impl MemoryDom {
    #[must_use]
    pub fn new() -> Self {
        let mut dom = Self {
            nodes: Vec::new(),
            root: NodeId(0),
            body: NodeId(0),
            focused: None,
        };
        let root = dom.alloc("html");
        let body = dom.alloc("body");
        dom.link(root, body);
        dom.root = root;
        dom.body = body;
        dom
    }

    /// Build `spec` and append it under `parent`.
    pub fn mount(&mut self, parent: NodeId, spec: ElementSpec) -> Result<NodeId, UiError> {
        let node = self.build(spec);
        self.append_child(parent, node)?;
        Ok(node)
    }

    /// Mount `spec` directly under `<body>`.
    pub fn mount_in_body(&mut self, spec: ElementSpec) -> NodeId {
        let node = self.build(spec);
        let body = self.body;
        self.link(body, node);
        node
    }

    /// Simulate the user editing a form control.
    pub fn set_value(&mut self, node: NodeId, value: &str) {
        if let Some(n) = self.get_mut(node) {
            n.value = value.to_owned();
        }
    }

    #[must_use]
    pub fn text(&self, node: NodeId) -> Option<&str> {
        self.get(node).map(|n| n.text.as_str())
    }

    #[must_use]
    pub fn tag(&self, node: NodeId) -> Option<&str> {
        self.get(node).map(|n| n.tag.as_str())
    }

    #[must_use]
    pub fn parent(&self, node: NodeId) -> Option<NodeId> {
        self.get(node).and_then(|n| n.parent)
    }

    #[must_use]
    pub fn children(&self, node: NodeId) -> &[NodeId] {
        self.get(node).map_or(&[], |n| n.children.as_slice())
    }

    #[must_use]
    pub const fn focused(&self) -> Option<NodeId> {
        self.focused
    }

    /// Serialize the subtree rooted at `node` as HTML-like markup.
    ///
    /// Attributes are emitted in a stable order: `id`, other attributes
    /// sorted by name, `class`, `style`, `value`.
    #[must_use]
    pub fn outer_html(&self, node: NodeId) -> String {
        let mut out = String::new();
        self.write_html(node, &mut out);
        out
    }

    /// FNV-1a digest of the whole document plus focus.
    #[must_use]
    pub fn checksum(&self) -> u64 {
        let markup = self.outer_html(self.root);
        let mut hash = fnv1a64_extend(FNV64_OFFSET_BASIS, markup.as_bytes());
        let focus = self.focused.map_or(u32::MAX, NodeId::raw);
        hash = fnv1a64_extend(hash, &focus.to_le_bytes());
        hash
    }

    fn write_html(&self, node: NodeId, out: &mut String) {
        let Some(n) = self.get(node) else {
            return;
        };
        out.push('<');
        out.push_str(&n.tag);
        if let Some(id) = n.attrs.get("id") {
            out.push_str(&format!(" id=\"{id}\""));
        }
        for (name, value) in n.attrs.iter().filter(|(name, _)| name.as_str() != "id") {
            if value.is_empty() {
                out.push_str(&format!(" {name}"));
            } else {
                out.push_str(&format!(" {name}=\"{value}\""));
            }
        }
        if !n.classes.is_empty() {
            out.push_str(&format!(" class=\"{}\"", n.classes.join(" ")));
        }
        if !n.styles.is_empty() {
            let style = n
                .styles
                .iter()
                .map(|(k, v)| format!("{k}: {v};"))
                .collect::<Vec<_>>()
                .join(" ");
            out.push_str(&format!(" style=\"{style}\""));
        }
        if !n.value.is_empty() {
            out.push_str(&format!(" value=\"{}\"", n.value));
        }
        out.push('>');
        out.push_str(&n.text);
        for &child in &n.children {
            self.write_html(child, out);
        }
        out.push_str("</");
        out.push_str(&n.tag);
        out.push('>');
    }

    fn build(&mut self, spec: ElementSpec) -> NodeId {
        let node = self.alloc(&spec.tag);
        if let Some(n) = self.get_mut(node) {
            if let Some(id) = spec.id {
                n.attrs.insert("id".to_owned(), id);
            }
            for (name, value) in spec.attrs {
                n.attrs.insert(name, value);
            }
            n.classes = spec.classes;
            n.value = spec.value;
            n.text = spec.text;
        }
        for child in spec.children {
            let child = self.build(child);
            self.link(node, child);
        }
        node
    }

    fn alloc(&mut self, tag: &str) -> NodeId {
        let id = NodeId(u32::try_from(self.nodes.len()).unwrap_or(u32::MAX));
        self.nodes.push(MemNode {
            tag: tag.to_ascii_lowercase(),
            ..MemNode::default()
        });
        id
    }

    fn link(&mut self, parent: NodeId, child: NodeId) {
        self.unlink(child);
        if let Some(p) = self.get_mut(parent) {
            p.children.push(child);
        }
        if let Some(c) = self.get_mut(child) {
            c.parent = Some(parent);
        }
    }

    fn unlink(&mut self, node: NodeId) -> bool {
        let Some(parent) = self.get(node).and_then(|n| n.parent) else {
            return false;
        };
        if let Some(p) = self.get_mut(parent) {
            p.children.retain(|&c| c != node);
        }
        if let Some(n) = self.get_mut(node) {
            n.parent = None;
        }
        true
    }

    fn is_ancestor_or_self(&self, ancestor: NodeId, node: NodeId) -> bool {
        let mut cursor = Some(node);
        while let Some(current) = cursor {
            if current == ancestor {
                return true;
            }
            cursor = self.parent(current);
        }
        false
    }

    fn walk(&self, root: NodeId, out: &mut Vec<NodeId>) {
        for &child in self.children(root) {
            out.push(child);
            self.walk(child, out);
        }
    }

    fn get(&self, node: NodeId) -> Option<&MemNode> {
        self.nodes.get(node.0 as usize)
    }

    fn get_mut(&mut self, node: NodeId) -> Option<&mut MemNode> {
        self.nodes.get_mut(node.0 as usize)
    }
}
//! Property-based invariant tests.
//!
//! Verifies:
//! 1. Debounce: a burst with gaps shorter than `wait` runs once, with the last args
//! 2. Debounce: gaps of at least `wait` run every call
//! 3. Sidebar: markers on the document always mirror the controller state
//! 4. Sidebar: Escape and wide resizes never leave the sidebar open
//! 5. Toasts: every toast is gone `duration + fade` after creation, whatever
//!    the creation times
//! 6. Validation: after any submit, each empty required field has exactly one
//!    error sibling and each filled one has none

use core::time::Duration;

use classroom_ui_core::debounce::debounce;
use classroom_ui_core::dom::{Dom, ElementSpec, MemoryDom};
use classroom_ui_core::event::UiEvent;
use classroom_ui_core::page::Page;
use classroom_ui_core::sidebar::SidebarState;
use classroom_ui_core::toast::ToastKind;
use classroom_ui_core::validation::error_sibling;
use classroom_ui_core::UiConfig;
use proptest::prelude::*;

// ── Strategy helpers ──────────────────────────────────────────────────

#[derive(Debug, Clone, Copy)]
enum SidebarInput {
    Menu,
    Close,
    Overlay,
    Link,
    Escape,
    OtherKey,
    Resize(u32),
}

fn arb_sidebar_input() -> impl Strategy<Value = SidebarInput> {
    prop_oneof![
        Just(SidebarInput::Menu),
        Just(SidebarInput::Close),
        Just(SidebarInput::Overlay),
        Just(SidebarInput::Link),
        Just(SidebarInput::Escape),
        Just(SidebarInput::OtherKey),
        (200u32..2_000).prop_map(SidebarInput::Resize),
    ]
}

fn sidebar_page() -> Page<MemoryDom> {
    let mut dom = MemoryDom::new();
    dom.mount_in_body(ElementSpec::new("button").id("mobileMenuBtn"));
    dom.mount_in_body(
        ElementSpec::new("aside")
            .id("mobileSidebar")
            .child(ElementSpec::new("button").id("sidebarClose"))
            .child(ElementSpec::new("a").id("link").class("sidebar-link")),
    );
    dom.mount_in_body(ElementSpec::new("div").id("sidebarOverlay"));
    let mut page = Page::new(dom, UiConfig::default());
    page.init();
    page
}

fn to_event(page: &Page<MemoryDom>, input: SidebarInput) -> UiEvent {
    let by_id = |id: &str| page.dom().element_by_id(id).expect("fixture element");
    match input {
        SidebarInput::Menu => UiEvent::Click {
            target: by_id("mobileMenuBtn"),
        },
        SidebarInput::Close => UiEvent::Click {
            target: by_id("sidebarClose"),
        },
        SidebarInput::Overlay => UiEvent::Click {
            target: by_id("sidebarOverlay"),
        },
        SidebarInput::Link => UiEvent::Click {
            target: by_id("link"),
        },
        SidebarInput::Escape => UiEvent::key("Escape"),
        SidebarInput::OtherKey => UiEvent::key("a"),
        SidebarInput::Resize(width) => UiEvent::Resize { width, height: 800 },
    }
}

proptest! {
    #[test]
    fn debounce_burst_runs_once(
        calls in 1usize..20,
        gap in 0u64..200,
        wait in 200u64..1_000,
    ) {
        let mut seen = Vec::new();
        {
            let mut d = debounce(|i: usize| seen.push(i), Duration::from_millis(wait));
            let mut now = 0;
            for i in 0..calls {
                d.call(Duration::from_millis(now), i);
                now += gap;
                d.poll(Duration::from_millis(now.saturating_sub(1)));
            }
            d.poll(Duration::from_millis(now + wait));
        }
        prop_assert_eq!(seen, vec![calls - 1]);
    }

    #[test]
    fn debounce_spaced_calls_all_run(calls in 1usize..10, wait in 1u64..500) {
        let mut seen = Vec::new();
        {
            let mut d = debounce(|i: usize| seen.push(i), Duration::from_millis(wait));
            for i in 0..calls {
                let t = i as u64 * wait;
                d.poll(Duration::from_millis(t));
                d.call(Duration::from_millis(t), i);
            }
            d.poll(Duration::from_millis(calls as u64 * wait));
        }
        prop_assert_eq!(seen, (0..calls).collect::<Vec<_>>());
    }

    #[test]
    fn sidebar_markers_mirror_state(inputs in prop::collection::vec(arb_sidebar_input(), 1..40)) {
        let mut page = sidebar_page();
        let sidebar = page.dom().element_by_id("mobileSidebar").expect("sidebar");
        let overlay = page.dom().element_by_id("sidebarOverlay").expect("overlay");
        for input in inputs {
            let event = to_event(&page, input);
            page.dispatch(&event);

            let state = page.sidebar_state().expect("controller enabled");
            let open = state == SidebarState::Open;
            prop_assert_eq!(page.dom().has_class(sidebar, "active"), open);
            prop_assert_eq!(page.dom().has_class(overlay, "active"), open);
            prop_assert_eq!(page.dom().has_class(page.dom().body(), "sidebar-open"), open);

            match input {
                SidebarInput::Menu => prop_assert!(open),
                SidebarInput::Close | SidebarInput::Overlay | SidebarInput::Link
                | SidebarInput::Escape => prop_assert!(!open),
                SidebarInput::Resize(w) if w > 768 => prop_assert!(!open),
                _ => {}
            }
        }
    }

    #[test]
    fn every_toast_is_removed_on_schedule(offsets in prop::collection::vec(0u64..3_000, 1..12)) {
        let mut dom = MemoryDom::new();
        dom.mount_in_body(ElementSpec::new("main"));
        let mut page = Page::new(dom, UiConfig::default());
        page.init();

        let mut sorted = offsets.clone();
        sorted.sort_unstable();
        sorted.dedup();
        let mut handles = Vec::new();
        for at in sorted {
            page.set_time(Duration::from_millis(at));
            let handle = page.notify("saved", ToastKind::Success).expect("toast created");
            handles.push((at, handle));
        }
        for &(at, handle) in &handles {
            page.set_time(Duration::from_millis(at + 5_299));
            prop_assert!(page.dom().is_connected(handle.node));
            page.set_time(Duration::from_millis(at + 5_300));
            prop_assert!(!page.dom().is_connected(handle.node));
        }
        prop_assert!(page.active_toasts().is_empty());
    }

    #[test]
    fn submit_leaves_one_error_per_empty_field(
        values in prop::collection::vec(
            prop_oneof![Just(""), Just("  "), Just("x"), Just(" y ")],
            1..8,
        ),
        submits in 1usize..4,
    ) {
        let cfg = UiConfig::default();
        let mut spec = ElementSpec::new("form").id("f");
        for (i, v) in values.iter().enumerate() {
            let field = ElementSpec::new("input").id(&format!("field-{i}"));
            spec = spec.child(field.required().value(v));
        }
        let mut dom = MemoryDom::new();
        let form = dom.mount_in_body(spec);
        let mut page = Page::new(dom, cfg.clone());
        page.init();

        let mut prevented = false;
        for _ in 0..submits {
            prevented = page.dispatch(&UiEvent::Submit { target: form }).default_prevented;
        }

        let empties = values.iter().filter(|v| v.trim().is_empty()).count();
        prop_assert_eq!(prevented, empties > 0);
        prop_assert_eq!(page.dom().elements_by_class("error-message").len(), empties);
        for (i, v) in values.iter().enumerate() {
            let field = page.dom().element_by_id(&format!("field-{i}")).expect("field");
            let has_error = error_sibling(page.dom(), &cfg, field).is_some();
            prop_assert_eq!(has_error, v.trim().is_empty());
        }
    }
}
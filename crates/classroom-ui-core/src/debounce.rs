#![forbid(unsafe_code)]

//! Trailing-edge debounce over host-driven time.
//!
//! Every call replaces the pending arguments and pushes the deadline to
//! `now + wait`. The wrapped function runs once the host polls at or after
//! that deadline, with the arguments of the latest call.

use core::time::Duration;

/// Deadline bookkeeping without a callback.
#[derive(Debug, Clone)]
pub struct Debouncer<A> {
    wait: Duration,
    pending: Option<(Duration, A)>,
}

impl<A> Debouncer<A> {
    #[must_use]
    pub const fn new(wait: Duration) -> Self {
        Self {
            wait,
            pending: None,
        }
    }

    #[must_use]
    pub const fn wait(&self) -> Duration {
        self.wait
    }

    /// Record a call at `now`, cancelling whatever was pending.
    pub fn call(&mut self, now: Duration, args: A) {
        self.pending = Some((now.saturating_add(self.wait), args));
    }

    /// Take the pending arguments if their deadline has passed.
    pub fn poll(&mut self, now: Duration) -> Option<A> {
        if self.next_deadline().is_some_and(|deadline| deadline <= now) {
            self.pending.take().map(|(_, args)| args)
        } else {
            None
        }
    }

    /// Drop the pending call. Returns whether one was pending.
    pub fn cancel(&mut self) -> bool {
        self.pending.take().is_some()
    }

    #[must_use]
    pub fn next_deadline(&self) -> Option<Duration> {
        self.pending.as_ref().map(|(deadline, _)| *deadline)
    }

    #[must_use]
    pub const fn is_pending(&self) -> bool {
        self.pending.is_some()
    }
}

/// A debounced function.
pub struct Debounced<A, F>
where
    F: FnMut(A),
{
    state: Debouncer<A>,
    f: F,
}

impl<A, F> Debounced<A, F>
where
    F: FnMut(A),
{
    pub fn call(&mut self, now: Duration, args: A) {
        self.state.call(now, args);
    }

    /// Run the function if its quiet period has elapsed. Returns whether it
    /// ran.
    pub fn poll(&mut self, now: Duration) -> bool {
        match self.state.poll(now) {
            Some(args) => {
                (self.f)(args);
                true
            }
            None => false,
        }
    }

    pub fn cancel(&mut self) -> bool {
        self.state.cancel()
    }

    #[must_use]
    pub fn next_deadline(&self) -> Option<Duration> {
        self.state.next_deadline()
    }
}

/// Wrap `f` so it only runs after `wait` without further calls.
pub fn debounce<A, F>(f: F, wait: Duration) -> Debounced<A, F>
where
    F: FnMut(A),
{
    Debounced {
        state: Debouncer::new(wait),
        f,
    }
}

#[cfg(test)]
mod tests {
    use super::*;
    use pretty_assertions::assert_eq;

    fn ms(n: u64) -> Duration {
        Duration::from_millis(n)
    }

    #[test]
    fn burst_runs_once_with_last_args() {
        let mut seen = Vec::new();
        {
            let mut d = debounce(|n: u32| seen.push(n), ms(200));
            for i in 0..5u32 {
                let now = ms(u64::from(i) * 50);
                d.call(now, i);
                assert!(!d.poll(now));
            }
            // last call at 200ms → fires at 400ms
            assert!(!d.poll(ms(399)));
            assert!(d.poll(ms(400)));
            assert!(!d.poll(ms(10_000)));
        }
        assert_eq!(seen, vec![4]);
    }

    #[test]
    fn separate_bursts_run_separately() {
        let mut seen = Vec::new();
        {
            let mut d = debounce(|s: &str| seen.push(s), ms(100));
            d.call(ms(0), "a");
            assert!(d.poll(ms(100)));
            d.call(ms(500), "b");
            assert_eq!(d.next_deadline(), Some(ms(600)));
            assert!(d.poll(ms(650)));
        }
        assert_eq!(seen, vec!["a", "b"]);
    }

    #[test]
    fn latest_argument_list_is_forwarded_whole() {
        let mut d = Debouncer::new(ms(100));
        d.call(ms(0), (1u32, "first", false));
        d.call(ms(40), (2u32, "second", true));
        assert_eq!(d.poll(ms(139)), None);
        assert_eq!(d.poll(ms(140)), Some((2, "second", true)));
    }

    #[test]
    fn cancel_drops_pending_call() {
        let mut d = Debouncer::new(ms(50));
        d.call(ms(0), ());
        assert!(d.cancel());
        assert!(!d.cancel());
        assert_eq!(d.poll(ms(1_000)), None);
        assert!(!d.is_pending());
    }
}
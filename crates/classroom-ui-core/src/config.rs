#![forbid(unsafe_code)]

//! Page contract configuration.
//!
//! The defaults reproduce the portal's stylesheet and template contract:
//! element ids, class names, border colors, timings and user-facing texts.
//! A host may override any subset by passing JSON to [`UiConfig::from_json`];
//! missing fields keep their defaults.

use core::time::Duration;

use serde::{Deserialize, Serialize};

use crate::error::UiError;

#[derive(Debug, Clone, PartialEq, Eq, Serialize, Deserialize)]
#[serde(default)]
pub struct UiConfig {
    /// How long a toast stays fully visible.
    pub toast_duration_ms: u64,
    /// Delay between the opacity fade and node removal.
    pub toast_fade_ms: u64,
    /// Viewport widths strictly above this are treated as desktop.
    pub mobile_breakpoint_px: u32,
    pub colors: BorderColors,
    pub ids: ElementIds,
    pub classes: ClassNames,
    pub texts: Texts,
}

impl Default for UiConfig {
    fn default() -> Self {
        Self {
            toast_duration_ms: 5_000,
            toast_fade_ms: 300,
            mobile_breakpoint_px: 768,
            colors: BorderColors::default(),
            ids: ElementIds::default(),
            classes: ClassNames::default(),
            texts: Texts::default(),
        }
    }
}

impl UiConfig {
    /// Parse a (possibly partial) JSON override.
    pub fn from_json(input: &str) -> Result<Self, UiError> {
        serde_json::from_str(input).map_err(|e| UiError::Config(e.to_string()))
    }

    #[must_use]
    pub const fn toast_duration(&self) -> Duration {
        Duration::from_millis(self.toast_duration_ms)
    }

    #[must_use]
    pub const fn toast_fade(&self) -> Duration {
        Duration::from_millis(self.toast_fade_ms)
    }
}

/// Inline `border-color` values used for field feedback.
#[derive(Debug, Clone, PartialEq, Eq, Serialize, Deserialize)]
#[serde(default)]
pub struct BorderColors {
    pub error: String,
    pub neutral: String,
    pub success: String,
}

impl Default for BorderColors {
    fn default() -> Self {
        Self {
            error: "#e74c3c".into(),
            neutral: "#ecf0f1".into(),
            success: "#27ae60".into(),
        }
    }
}

/// Element ids the page template is expected to provide.
#[derive(Debug, Clone, PartialEq, Eq, Serialize, Deserialize)]
#[serde(default)]
pub struct ElementIds {
    pub menu_button: String,
    pub sidebar: String,
    pub overlay: String,
    pub close_button: String,
    pub join_form: String,
    pub class_code: String,
}

impl Default for ElementIds {
    fn default() -> Self {
        Self {
            menu_button: "mobileMenuBtn".into(),
            sidebar: "mobileSidebar".into(),
            overlay: "sidebarOverlay".into(),
            close_button: "sidebarClose".into(),
            join_form: "join-class-form".into(),
            class_code: "class_code".into(),
        }
    }
}

/// Class names shared with the stylesheet.
#[derive(Debug, Clone, PartialEq, Eq, Serialize, Deserialize)]
#[serde(default)]
pub struct ClassNames {
    pub message: String,
    pub sidebar_link: String,
    pub active: String,
    pub sidebar_open: String,
    pub error_message: String,
    pub loading: String,
}

impl Default for ClassNames {
    fn default() -> Self {
        Self {
            message: "message".into(),
            sidebar_link: "sidebar-link".into(),
            active: "active".into(),
            sidebar_open: "sidebar-open".into(),
            error_message: "error-message".into(),
            loading: "loading".into(),
        }
    }
}

/// User-facing strings.
#[derive(Debug, Clone, PartialEq, Eq, Serialize, Deserialize)]
#[serde(default)]
pub struct Texts {
    pub field_required: String,
    pub fill_required_fields: String,
    pub enter_class_code: String,
    pub copied: String,
    pub copy_failed: String,
    pub loading: String,
}

impl Default for Texts {
    fn default() -> Self {
        Self {
            field_required: "This field is required".into(),
            fill_required_fields: "Please fill in all required fields".into(),
            enter_class_code: "Please enter a class code".into(),
            copied: "Copied to clipboard".into(),
            copy_failed: "Copy failed".into(),
            loading: "Loading...".into(),
        }
    }
}

#[cfg(test)]
mod tests {
    use super::*;
    use pretty_assertions::assert_eq;

    #[test]
    fn partial_json_keeps_defaults() {
        let cfg = UiConfig::from_json(
            r#"{"mobile_breakpoint_px": 1024, "texts": {"copied": "Copied!"}}"#,
        )
        .unwrap();
        assert_eq!(cfg.mobile_breakpoint_px, 1024);
        assert_eq!(cfg.texts.copied, "Copied!");
        assert_eq!(cfg.texts.copy_failed, "Copy failed");
        assert_eq!(cfg.toast_duration(), Duration::from_millis(5_000));
        assert_eq!(cfg.ids, ElementIds::default());
    }

    #[test]
    fn malformed_json_is_a_config_error() {
        let err = UiConfig::from_json("{not json").unwrap_err();
        assert!(matches!(err, UiError::Config(_)));
    }
}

= = = =

What is needed: Starting with the first line above and ending with the line that holds "and append it", restate each line word for word and add nothing else.

Written response:
impl MemoryDom {
    #[must_use]
    pub fn new() -> Self {
        let mut dom = Self {
            nodes: Vec::new(),
            root: NodeId(0),
            body: NodeId(0),
            focused: None,
        };
        let root = dom.alloc("html");
        let body = dom.alloc("body");
        dom.link(root, body);
        dom.root = root;
        dom.body = body;
        dom
    }

    /// Build `spec` and append it under `parent`.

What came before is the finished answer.